En mis recorridos desde el sur de la ciudad hasta el centro y viceversa, por trabajo, diariamente veo con estupor la enorme irresponsabilidad de personas frente al volante.
Hace unas semanas escuchaba al director de la CTG decir, que “en su mayoría los accidentes eran provocados por los novatos”. Me permito corregirle, la mayoría de los accidentes son provocados por “expertos”…, “expertos” en huir cobardemente del sitio de los accidentes; “expertos” en desconocer completamente las señales de tránsito. Hace unos meses, con agrado, los moradores de la ciudadela Los Esteros vimos que la CTG marcó la vía norte-sur que llega al colegio Amarilis Fuentes, con una clara y continua línea amarilla. Según las señales de tránsito esta es una prohibición de invadir el carril contrario, con una advertencia de peligro (motivo del color amarillo).

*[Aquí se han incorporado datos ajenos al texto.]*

//! Terminal event routing into the model's message stream.

#![allow(missing_docs)]

use crossterm::event::{Event, KeyEventKind};

use super::model::BeadsMsg;

/// Translate a crossterm event. Key releases and repeats are dropped so a
/// held key cannot commit twice.
#[must_use]
pub fn map_event(event: Event) -> Option<BeadsMsg> {
    match event {
        Event::Key(key) if key.kind == KeyEventKind::Press => Some(BeadsMsg::Key(key)),
        Event::Resize(cols, rows) => Some(BeadsMsg::Resize { cols, rows }),
        _ => None,
    }
}
//! Counterbalanced trial generation.
//!
//! For every display-mode value the factory shuffles an independent copy of
//! each ratio's bank, splits it at the midpoint, and lays the halves out in
//! block order. The k-th appearance of a ratio in the block order consumes
//! that ratio's k-th half, so the reference order `[60, 90, 60, 90]` yields
//! `[first(60), first(90), second(60), second(90)]`. Each bank is therefore
//! partitioned, never resampled, once per display mode.
//!
//! Practice trials sample one sequence per display mode × ratio with
//! replacement, independent of the main partition.

use rand::Rng;
use rand::seq::{IndexedRandom, SliceRandom};
use serde::Serialize;
use sha2::{Digest, Sha256};

use super::bank::{BeadSequence, EVIDENCE_WEIGHTS, SequenceBank};
use super::factors::{BoxColor, DisplayMode};
use super::ratio::BiasRatio;
use crate::core::errors::{BeadsError, Result};
use crate::trial::record::Trial;

/// Every ratio must appear this many times in the block order (two halves).
const APPEARANCES_PER_RATIO: usize = 2;

/// Distinct ratios in the order they first appear in `block_order`.
#[must_use]
pub fn distinct_in_order(block_order: &[BiasRatio]) -> Vec<BiasRatio> {
    let mut seen = Vec::new();
    for ratio in block_order {
        if !seen.contains(ratio) {
            seen.push(*ratio);
        }
    }
    seen
}

/// Where one block-order slot draws its sequences from.
#[derive(Debug, Clone, Copy, PartialEq, Eq, Serialize)]
pub struct ChunkSlot {
    pub ratio: BiasRatio,
    /// `0` for the first half of the shuffled bank, `1` for the second.
    pub half: usize,
}

/// Builds main and practice trial lists from a sequence bank.
#[derive(Debug, Clone, Copy)]
pub struct TrialFactory<'a> {
    bank: &'a SequenceBank,
}

impl<'a> TrialFactory<'a> {
    #[must_use]
    pub const fn new(bank: &'a SequenceBank) -> Self {
        Self { bank }
    }

    /// Check the block order against the bank and resolve each slot's chunk.
    ///
    /// Fails with `InvalidDesign` unless the order references exactly two
    /// distinct ratios, each appearing exactly twice, each with a non-empty
    /// bank.
    pub fn chunk_layout(&self, block_order: &[BiasRatio]) -> Result<Vec<ChunkSlot>> {
        let distinct = distinct_in_order(block_order);
        if distinct.len() != 2 {
            return Err(BeadsError::design(format!(
                "block order must reference exactly two distinct ratios, found {}",
                distinct.len()
            )));
        }
        for ratio in &distinct {
            let appearances = block_order.iter().filter(|r| *r == ratio).count();
            if appearances != APPEARANCES_PER_RATIO {
                return Err(BeadsError::design(format!(
                    "ratio {ratio} appears {appearances} times in the block order; \
                     each ratio must appear exactly {APPEARANCES_PER_RATIO} times"
                )));
            }
            if self.bank.sequences_for(*ratio).is_empty() {
                return Err(BeadsError::design(format!(
                    "sequence bank for ratio {ratio} is empty"
                )));
            }
        }

        let mut consumed = [0_usize; 2];
        let slots = block_order
            .iter()
            .map(|ratio| {
                let idx = usize::from(*ratio != distinct[0]);
                let half = consumed[idx];
                consumed[idx] += 1;
                ChunkSlot {
                    ratio: *ratio,
                    half,
                }
            })
            .collect();
        Ok(slots)
    }

    /// Generate the authoritative, ordered main-trial list.
    pub fn generate_main_trials<R: Rng + ?Sized>(
        &self,
        display_factors: &[DisplayMode],
        block_order: &[BiasRatio],
        rng: &mut R,
    ) -> Result<Vec<Trial>> {
        let layout = self.chunk_layout(block_order)?;
        let distinct = distinct_in_order(block_order);
        let mut trials = Vec::with_capacity(display_factors.len() * self.bank.total());

        for display in display_factors {
            let halves: Vec<(BiasRatio, [Vec<BeadSequence>; 2])> = distinct
                .iter()
                .map(|ratio| (*ratio, shuffled_halves(self.bank.sequences_for(*ratio), rng)))
                .collect();

            for slot in &layout {
                let Some((_, chunks)) = halves.iter().find(|(r, _)| *r == slot.ratio) else {
                    continue;
                };
                for sequence in &chunks[slot.half] {
                    trials.push(Trial::new(
                        random_color(rng),
                        *display,
                        slot.ratio,
                        *sequence,
                    ));
                }
            }
        }
        Ok(trials)
    }

    /// One trial per display mode × ratio, sequence drawn with replacement.
    pub fn generate_practice_trials<R: Rng + ?Sized>(
        &self,
        display_factors: &[DisplayMode],
        ratios: &[BiasRatio],
        rng: &mut R,
    ) -> Result<Vec<Trial>> {
        let mut trials = Vec::with_capacity(display_factors.len() * ratios.len());
        for display in display_factors {
            for ratio in ratios {
                let sequence = self
                    .bank
                    .sequences_for(*ratio)
                    .choose(rng)
                    .copied()
                    .ok_or_else(|| {
                        BeadsError::design(format!("sequence bank for ratio {ratio} is empty"))
                    })?;
                trials.push(Trial::new(random_color(rng), *display, *ratio, sequence));
            }
        }
        Ok(trials)
    }
}

/// Shuffle a copy and split at `len / 2` (an odd count puts the extra
/// sequence in the second half).
fn shuffled_halves<R: Rng + ?Sized>(
    sequences: &[BeadSequence],
    rng: &mut R,
) -> [Vec<BeadSequence>; 2] {
    let mut pool = sequences.to_vec();
    pool.shuffle(rng);
    let second = pool.split_off(pool.len() / 2);
    [pool, second]
}

fn random_color<R: Rng + ?Sized>(rng: &mut R) -> BoxColor {
    if rng.random_bool(0.5) {
        BoxColor::Green
    } else {
        BoxColor::Blue
    }
}

/// SHA-256 over the bank, weights, block order, and display order.
#[must_use]
pub fn design_fingerprint(
    bank: &SequenceBank,
    block_order: &[BiasRatio],
    display_order: &[DisplayMode],
) -> String {
    let mut hasher = Sha256::new();
    for ratio in BiasRatio::ALL {
        hasher.update([ratio.majority_percent(), ratio.minority_percent()]);
        for sequence in bank.sequences_for(ratio) {
            hasher.update(sequence.bits());
        }
        hasher.update(b";");
    }
    for weight in EVIDENCE_WEIGHTS.values() {
        hasher.update(weight.to_le_bytes());
    }
    hasher.update(b"|order:");
    for ratio in block_order {
        hasher.update([ratio.majority_percent()]);
    }
    hasher.update(b"|display:");
    for display in display_order {
        hasher.update(display.as_str().as_bytes());
        hasher.update(b",");
    }
    format!("{:x}", hasher.finalize())
}
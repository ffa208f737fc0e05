#![allow(missing_docs)]

#[cfg(test)]
mod tests {
    use std::fs;

    use beads_task::core::config::Config;
    use beads_task::design::bank::SequenceBank;
    use beads_task::logger::NullLogger;
    use beads_task::present::AbortToken;
    use beads_task::present::scripted::ScriptedPresentation;
    use beads_task::session::{Session, SubjectId, run_session};

    #[test]
    fn traversal_subject_ids_are_rejected_before_any_trial() {
        for raw in [
            "../escape",
            "..",
            ".hidden",
            "a/b",
            "a\\b",
            "/abs",
            "",
            "   ",
            "nul\0byte",
        ] {
            let err = SubjectId::parse(raw).expect_err(raw);
            assert_eq!(err.code(), "BDS-1102", "{raw:?}");
        }
    }

    #[test]
    fn overlong_subject_id_is_rejected() {
        let long = "x".repeat(65);
        assert!(SubjectId::parse(&long).is_err());
        assert!(SubjectId::parse(&"x".repeat(64)).is_ok());
    }

    #[test]
    fn results_stay_inside_output_dir() {
        let root = tempfile::tempdir().unwrap();
        let out = root.path().join("out");
        let mut config = Config::default();
        config.design.seed = Some(2);
        config.design.practice = false;
        config.paths.output_dir.clone_from(&out);

        let subject = SubjectId::parse("P-01.v2").unwrap();
        let mut session =
            Session::new(subject, &config.design, &SequenceBank::reference()).unwrap();
        let token = AbortToken::new();
        let mut presenter = ScriptedPresentation::new(token).with_abort_after(9);
        let report = run_session(&mut session, &mut presenter, &mut NullLogger, &config).unwrap();

        assert!(report.flush.path.starts_with(&out));
        let outside: Vec<_> = fs::read_dir(root.path())
            .unwrap()
            .filter_map(Result::ok)
            .map(|e| e.file_name())
            .collect();
        assert_eq!(outside, vec![std::ffi::OsString::from("out")]);
        assert!(out.join("beads_task_results_P-01.v2.csv").exists());
    }
}
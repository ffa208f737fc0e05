//! Trial-level factors: box colours, screen sides, and display modes.

#![allow(missing_docs)]

use std::fmt;

use serde::{Deserialize, Serialize};

/// Colour of a box, named after its majority bead colour.
#[derive(Debug, Clone, Copy, PartialEq, Eq, Hash, Serialize, Deserialize)]
#[serde(rename_all = "lowercase")]
pub enum BoxColor {
    Green,
    Blue,
}

impl BoxColor {
    /// Both colours, in left-to-right screen order.
    pub const ALL: [Self; 2] = [Self::Green, Self::Blue];

    /// The complementary colour (the other box's majority colour).
    #[must_use]
    pub const fn other(self) -> Self {
        match self {
            Self::Green => Self::Blue,
            Self::Blue => Self::Green,
        }
    }

    /// Lowercase name used in exported rows.
    #[must_use]
    pub const fn as_str(self) -> &'static str {
        match self {
            Self::Green => "green",
            Self::Blue => "blue",
        }
    }

    /// Screen side the box of this colour is drawn on.
    #[must_use]
    pub const fn side(self) -> BoxSide {
        match self {
            Self::Green => BoxSide::Left,
            Self::Blue => BoxSide::Right,
        }
    }
}

impl fmt::Display for BoxColor {
    fn fmt(&self, f: &mut fmt::Formatter<'_>) -> fmt::Result {
        f.write_str(self.as_str())
    }
}

/// Screen side of a box. Continuous ratings measure the right-hand box.
#[derive(Debug, Clone, Copy, PartialEq, Eq, Hash, Serialize, Deserialize)]
#[serde(rename_all = "lowercase")]
pub enum BoxSide {
    Left,
    Right,
}

impl BoxSide {
    /// Colour of the box drawn on this side.
    #[must_use]
    pub const fn color(self) -> BoxColor {
        match self {
            Self::Left => BoxColor::Green,
            Self::Right => BoxColor::Blue,
        }
    }
}

/// How cumulative evidence is shown while the participant rates.
#[derive(Debug, Clone, Copy, PartialEq, Eq, Hash, Serialize, Deserialize)]
#[serde(rename_all = "lowercase")]
pub enum DisplayMode {
    /// Bead-by-bead visual record.
    Visual,
    /// Percentage summary of the beads drawn so far.
    Numeric,
}

impl DisplayMode {
    /// Legacy boolean flag (`true` = visual record) kept in the export.
    #[must_use]
    pub const fn as_flag(self) -> bool {
        matches!(self, Self::Visual)
    }

    /// Lowercase name used in logs and plans.
    #[must_use]
    pub const fn as_str(self) -> &'static str {
        match self {
            Self::Visual => "visual",
            Self::Numeric => "numeric",
        }
    }
}

impl fmt::Display for DisplayMode {
    fn fmt(&self, f: &mut fmt::Formatter<'_>) -> fmt::Result {
        f.write_str(self.as_str())
    }
}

Al menos, tres veces al día, solo en los recorridos que yo hago, veo “expertos”, gente mayor que exhibe sus canas de “experiencia”, ignorar esta señal e incluso en más de una ocasión, circular por mi vía; y yo debo detener completamente la marcha del vehículo y estacionarme a mi derecha, debido a que invaden hasta los dos carriles contrarios. Ante mis reclamos, solo recibo un “¿no ves que estoy rebasando?”.
Siguiendo con este recorrido, llegamos al semáforo (del colegio Amarilis Fuente), símbolo a la burla de las señales de tránsito. Taxis, taxirrutas y vehículos particulares, todos claramente conducidos por “expertos”, se cruzan la luz roja. He visto choques. Incluso a mí, una camioneta golpeó mi vehículo y su conductor, cual delincuente, huyó. El problema no son las “expertas manzanas podridas” que ya vienen circulando y que terminarán por podrir a los novatos. Si quieren comprobarlo, tomen muestras de una hora en la mañana en la vía norte-sur al Amarilis Fuentes, pasos a desnivel frente al Mall del Sur y frente al estadio Capwell. Háganlo durante una semana. Los datos que obtendrán los impresionará. ¿Cómo corregir la situación? En todos esos sitios existe un agente de tránsito, por lo que debe exigírseles que hagan respetar las leyes; corregir la falta de equipamiento para poder tomar mediciones de velocidad y aplicar una reprensión con evidencia; mejorar las leyes de tránsito en los castigos, como en los mecanismos para poder dejar evidencia de los mismos, por ejemplo, ¿podría una grabación de video de un civil servir de evidencia para mostrar las faltas graves de un conductor? Si se trabaja en planes de educación vial enfocados al grupo causante del problema, se refuerzan los equipamientos y la ética de nuestros agentes de tránsito, conseguiremos que las vías de nuestra ciudad sean seguras.